Work to complete:
Repeat everything in the listing below. Keep each line exact.
__________________________________________________
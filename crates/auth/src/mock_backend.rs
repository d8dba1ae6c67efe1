//! In-memory auth backend.
//!
//! Accepts any well-formed email/password pair, issues signed access tokens
//! through [`TokenCodec`], and remembers the single outstanding refresh token.
//! Optional per-call latency simulates a remote service.

use std::sync::atomic::{AtomicBool, AtomicUsize, Ordering};
use std::sync::{Arc, Mutex, MutexGuard};

use async_trait::async_trait;
use chrono::Duration;
use uuid::Uuid;

use ums_core::{Clock, OrganizationId, TenantId, UserId};

use crate::{
    AccessClaims, ApiEnvelope, AuthBackend, BackendError, LoginData, LoginRequest, LogoutData,
    RefreshData, TokenCodec,
};

#[derive(Debug, Clone)]
pub struct MockBackendConfig {
    /// Subject of every issued token.
    pub user_id: UserId,
    /// Tenant used when a login request names none.
    pub default_tenant: TenantId,
    pub default_organization: OrganizationId,
    pub region_endpoint: String,
    pub access_token_ttl: Duration,
    pub login_latency: std::time::Duration,
    pub refresh_latency: std::time::Duration,
    pub logout_latency: std::time::Duration,
}

impl Default for MockBackendConfig {
    fn default() -> Self {
        Self {
            user_id: UserId::new(),
            default_tenant: TenantId::new(),
            default_organization: OrganizationId::new(),
            region_endpoint: "https://api.example.com".to_string(),
            access_token_ttl: Duration::hours(1),
            login_latency: std::time::Duration::from_millis(700),
            refresh_latency: std::time::Duration::from_millis(300),
            logout_latency: std::time::Duration::from_millis(200),
        }
    }
}

impl MockBackendConfig {
    pub fn without_latency(mut self) -> Self {
        self.login_latency = std::time::Duration::ZERO;
        self.refresh_latency = std::time::Duration::ZERO;
        self.logout_latency = std::time::Duration::ZERO;
        self
    }
}

/// Number of calls received per operation.
#[derive(Debug, Clone, Copy, Default, PartialEq, Eq)]
pub struct BackendCalls {
    pub login: usize,
    pub refresh: usize,
    pub logout: usize,
}

#[derive(Debug, Clone)]
struct IssuedTokens {
    refresh_token: String,
    claims: AccessClaims,
}

pub struct MockAuthBackend {
    codec: TokenCodec,
    clock: Arc<dyn Clock>,
    config: MockBackendConfig,
    issued: Mutex<Option<IssuedTokens>>,
    fail_logout: AtomicBool,
    login_calls: AtomicUsize,
    refresh_calls: AtomicUsize,
    logout_calls: AtomicUsize,
}

impl MockAuthBackend {
    pub fn new(codec: TokenCodec, clock: Arc<dyn Clock>, config: MockBackendConfig) -> Self {
        Self {
            codec,
            clock,
            config,
            issued: Mutex::new(None),
            fail_logout: AtomicBool::new(false),
            login_calls: AtomicUsize::new(0),
            refresh_calls: AtomicUsize::new(0),
            logout_calls: AtomicUsize::new(0),
        }
    }

    pub fn config(&self) -> &MockBackendConfig {
        &self.config
    }

    /// Make subsequent logout calls fail at the transport level.
    pub fn set_logout_failure(&self, fail: bool) {
        self.fail_logout.store(fail, Ordering::SeqCst);
    }

    /// Forget the outstanding refresh token, as a backend restart would.
    pub fn revoke_all(&self) {
        if let Ok(mut issued) = self.issued.lock() {
            *issued = None;
        }
    }

    pub fn calls(&self) -> BackendCalls {
        BackendCalls {
            login: self.login_calls.load(Ordering::SeqCst),
            refresh: self.refresh_calls.load(Ordering::SeqCst),
            logout: self.logout_calls.load(Ordering::SeqCst),
        }
    }

    fn issued(&self) -> Result<MutexGuard<'_, Option<IssuedTokens>>, BackendError> {
        self.issued.lock().map_err(|_| BackendError::Unavailable)
    }

    fn trace_id(&self) -> String {
        format!("mock-trace-{}", self.clock.now().timestamp_millis())
    }

    async fn simulate_latency(latency: std::time::Duration) {
        if !latency.is_zero() {
            tokio::time::sleep(latency).await;
        }
    }
}

fn new_refresh_token() -> String {
    format!("refresh_{}", Uuid::now_v7().simple())
}

#[async_trait]
impl AuthBackend for MockAuthBackend {
    async fn login(&self, request: &LoginRequest) -> Result<ApiEnvelope<LoginData>, BackendError> {
        self.login_calls.fetch_add(1, Ordering::SeqCst);
        Self::simulate_latency(self.config.login_latency).await;

        if let Err(err) = request.validate() {
            return Ok(ApiEnvelope::fail(err.code(), err.to_string()).with_trace_id(self.trace_id()));
        }

        let name = request.email_local_part().to_string();
        let claims = AccessClaims::new(
            self.config.user_id,
            request.email.clone(),
            request.tenant_id.unwrap_or(self.config.default_tenant),
            self.config.default_organization,
            name.clone(),
            self.clock.now(),
            self.config.access_token_ttl,
        );
        let access_token = self
            .codec
            .encode(&claims)
            .map_err(|e| BackendError::Transport(e.to_string()))?;
        let refresh_token = new_refresh_token();

        *self.issued()? = Some(IssuedTokens {
            refresh_token: refresh_token.clone(),
            claims: claims.clone(),
        });

        tracing::debug!(tenant_id = %claims.tenant_id, "mock backend issued tokens");

        let data = LoginData {
            access_token,
            refresh_token,
            token_type: "bearer".to_string(),
            user_id: claims.sub,
            tenant_id: claims.tenant_id,
            organization_id: claims.organization_id,
            name,
            email: claims.email,
            region_endpoint: self.config.region_endpoint.clone(),
            expires_at: claims.expires_at,
        };
        Ok(ApiEnvelope::ok(data, "Login successful").with_trace_id(self.trace_id()))
    }

    async fn refresh(&self, refresh_token: &str) -> Result<ApiEnvelope<RefreshData>, BackendError> {
        self.refresh_calls.fetch_add(1, Ordering::SeqCst);
        Self::simulate_latency(self.config.refresh_latency).await;

        let mut issued = self.issued()?;
        let Some(current) = issued.as_mut().filter(|t| t.refresh_token == refresh_token) else {
            return Ok(
                ApiEnvelope::fail("INVALID_REFRESH_TOKEN", "Invalid refresh token")
                    .with_trace_id(self.trace_id()),
            );
        };

        let claims = current
            .claims
            .reissued(self.clock.now(), self.config.access_token_ttl);
        let access_token = self
            .codec
            .encode(&claims)
            .map_err(|e| BackendError::Transport(e.to_string()))?;
        let expires_at = claims.expires_at;
        current.claims = claims;
        drop(issued);

        let data = RefreshData {
            access_token,
            token_type: "bearer".to_string(),
            expires_at,
        };
        Ok(ApiEnvelope::ok(data, "Token refreshed successfully").with_trace_id(self.trace_id()))
    }

    async fn logout(&self) -> Result<ApiEnvelope<LogoutData>, BackendError> {
        self.logout_calls.fetch_add(1, Ordering::SeqCst);
        Self::simulate_latency(self.config.logout_latency).await;

        if self.fail_logout.load(Ordering::SeqCst) {
            return Err(BackendError::Transport("logout endpoint unreachable".to_string()));
        }

        *self.issued()? = None;
        Ok(ApiEnvelope::ok(LogoutData::default(), "Logout successful").with_trace_id(self.trace_id()))
    }
}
__________________________________________________
Answer for this exercise:
filename crates/auth/src/mock_backend.rs
repository d8dba1ae6c67efe1
//! In-memory auth backend.
//!
//! Accepts any well-formed email/password pair, issues signed access tokens
//! through [`TokenCodec`], and remembers the single outstanding refresh token.
//! Optional per-call latency simulates a remote service.

use std::sync::atomic::{AtomicBool, AtomicUsize, Ordering};
use std::sync::{Arc, Mutex, MutexGuard};

use async_trait::async_trait;
use chrono::Duration;
use uuid::Uuid;

use ums_core::{Clock, OrganizationId, TenantId, UserId};

use crate::{
    AccessClaims, ApiEnvelope, AuthBackend, BackendError, LoginData, LoginRequest, LogoutData,
    RefreshData, TokenCodec,
};

#[derive(Debug, Clone)]
pub struct MockBackendConfig {
    /// Subject of every issued token.
    pub user_id: UserId,
    /// Tenant used when a login request names none.
    pub default_tenant: TenantId,
    pub default_organization: OrganizationId,
    pub region_endpoint: String,
    pub access_token_ttl: Duration,
    pub login_latency: std::time::Duration,
    pub refresh_latency: std::time::Duration,
    pub logout_latency: std::time::Duration,
}

impl Default for MockBackendConfig {
    fn default() -> Self {
        Self {
            user_id: UserId::new(),
            default_tenant: TenantId::new(),
            default_organization: OrganizationId::new(),
            region_endpoint: "https://api.example.com".to_string(),
            access_token_ttl: Duration::hours(1),
            login_latency: std::time::Duration::from_millis(700),
            refresh_latency: std::time::Duration::from_millis(300),
            logout_latency: std::time::Duration::from_millis(200),
        }
    }
}

impl MockBackendConfig {
    pub fn without_latency(mut self) -> Self {
        self.login_latency = std::time::Duration::ZERO;
        self.refresh_latency = std::time::Duration::ZERO;
        self.logout_latency = std::time::Duration::ZERO;
        self
    }
}

/// Number of calls received per operation.
#[derive(Debug, Clone, Copy, Default, PartialEq, Eq)]
pub struct BackendCalls {
    pub login: usize,
    pub refresh: usize,
    pub logout: usize,
}

#[derive(Debug, Clone)]
struct IssuedTokens {
    refresh_token: String,
    claims: AccessClaims,
}

pub struct MockAuthBackend {
    codec: TokenCodec,
    clock: Arc<dyn Clock>,
    config: MockBackendConfig,
    issued: Mutex<Option<IssuedTokens>>,
    fail_logout: AtomicBool,
    login_calls: AtomicUsize,
    refresh_calls: AtomicUsize,
    logout_calls: AtomicUsize,
}

impl MockAuthBackend {
    pub fn new(codec: TokenCodec, clock: Arc<dyn Clock>, config: MockBackendConfig) -> Self {
        Self {
            codec,
            clock,
            config,
            issued: Mutex::new(None),
            fail_logout: AtomicBool::new(false),
            login_calls: AtomicUsize::new(0),
            refresh_calls: AtomicUsize::new(0),
            logout_calls: AtomicUsize::new(0),
        }
    }

    pub fn config(&self) -> &MockBackendConfig {
        &self.config
    }

    /// Make subsequent logout calls fail at the transport level.
    pub fn set_logout_failure(&self, fail: bool) {
        self.fail_logout.store(fail, Ordering::SeqCst);
    }

    /// Forget the outstanding refresh token, as a backend restart would.
    pub fn revoke_all(&self) {
        if let Ok(mut issued) = self.issued.lock() {
            *issued = None;
        }
    }

    pub fn calls(&self) -> BackendCalls {
        BackendCalls {
            login: self.login_calls.load(Ordering::SeqCst),
            refresh: self.refresh_calls.load(Ordering::SeqCst),
            logout: self.logout_calls.load(Ordering::SeqCst),
        }
    }

    fn issued(&self) -> Result<MutexGuard<'_, Option<IssuedTokens>>, BackendError> {
        self.issued.lock().map_err(|_| BackendError::Unavailable)
    }

    fn trace_id(&self) -> String {
        format!("mock-trace-{}", self.clock.now().timestamp_millis())
    }

    async fn simulate_latency(latency: std::time::Duration) {
        if !latency.is_zero() {
            tokio::time::sleep(latency).await;
        }
    }
}

fn new_refresh_token() -> String {
    format!("refresh_{}", Uuid::now_v7().simple())
}

#[async_trait]
impl AuthBackend for MockAuthBackend {
    async fn login(&self, request: &LoginRequest) -> Result<ApiEnvelope<LoginData>, BackendError> {
        self.login_calls.fetch_add(1, Ordering::SeqCst);
        Self::simulate_latency(self.config.login_latency).await;

        if let Err(err) = request.validate() {
            return Ok(ApiEnvelope::fail(err.code(), err.to_string()).with_trace_id(self.trace_id()));
        }

        let name = request.email_local_part().to_string();
        let claims = AccessClaims::new(
            self.config.user_id,
            request.email.clone(),
            request.tenant_id.unwrap_or(self.config.default_tenant),
            self.config.default_organization,
            name.clone(),
            self.clock.now(),
            self.config.access_token_ttl,
        );
        let access_token = self
            .codec
            .encode(&claims)
            .map_err(|e| BackendError::Transport(e.to_string()))?;
        let refresh_token = new_refresh_token();

        *self.issued()? = Some(IssuedTokens {
            refresh_token: refresh_token.clone(),
            claims: claims.clone(),
        });

        tracing::debug!(tenant_id = %claims.tenant_id, "mock backend issued tokens");

        let data = LoginData {
            access_token,
            refresh_token,
            token_type: "bearer".to_string(),
            user_id: claims.sub,
            tenant_id: claims.tenant_id,
            organization_id: claims.organization_id,
            name,
            email: claims.email,
            region_endpoint: self.config.region_endpoint.clone(),
            expires_at: claims.expires_at,
        };
        Ok(ApiEnvelope::ok(data, "Login successful").with_trace_id(self.trace_id()))
    }

    async fn refresh(&self, refresh_token: &str) -> Result<ApiEnvelope<RefreshData>, BackendError> {
        self.refresh_calls.fetch_add(1, Ordering::SeqCst);
        Self::simulate_latency(self.config.refresh_latency).await;

        let mut issued = self.issued()?;
        let Some(current) = issued.as_mut().filter(|t| t.refresh_token == refresh_token) else {
            return Ok(
                ApiEnvelope::fail("INVALID_REFRESH_TOKEN", "Invalid refresh token")
                    .with_trace_id(self.trace_id()),
            );
        };

        let claims = current
            .claims
            .reissued(self.clock.now(), self.config.access_token_ttl);
        let access_token = self
            .codec
            .encode(&claims)
            .map_err(|e| BackendError::Transport(e.to_string()))?;
        let expires_at = claims.expires_at;
        current.claims = claims;
        drop(issued);

        let data = RefreshData {
            access_token,
            token_type: "bearer".to_string(),
            expires_at,
        };
        Ok(ApiEnvelope::ok(data, "Token refreshed successfully").with_trace_id(self.trace_id()))
    }

    async fn logout(&self) -> Result<ApiEnvelope<LogoutData>, BackendError> {
        self.logout_calls.fetch_add(1, Ordering::SeqCst);
        Self::simulate_latency(self.config.logout_latency).await;

        if self.fail_logout.load(Ordering::SeqCst) {
            return Err(BackendError::Transport("logout endpoint unreachable".to_string()));
        }

        *self.issued()? = None;
        Ok(ApiEnvelope::ok(LogoutData::default(), "Logout successful").with_trace_id(self.trace_id()))
    }
}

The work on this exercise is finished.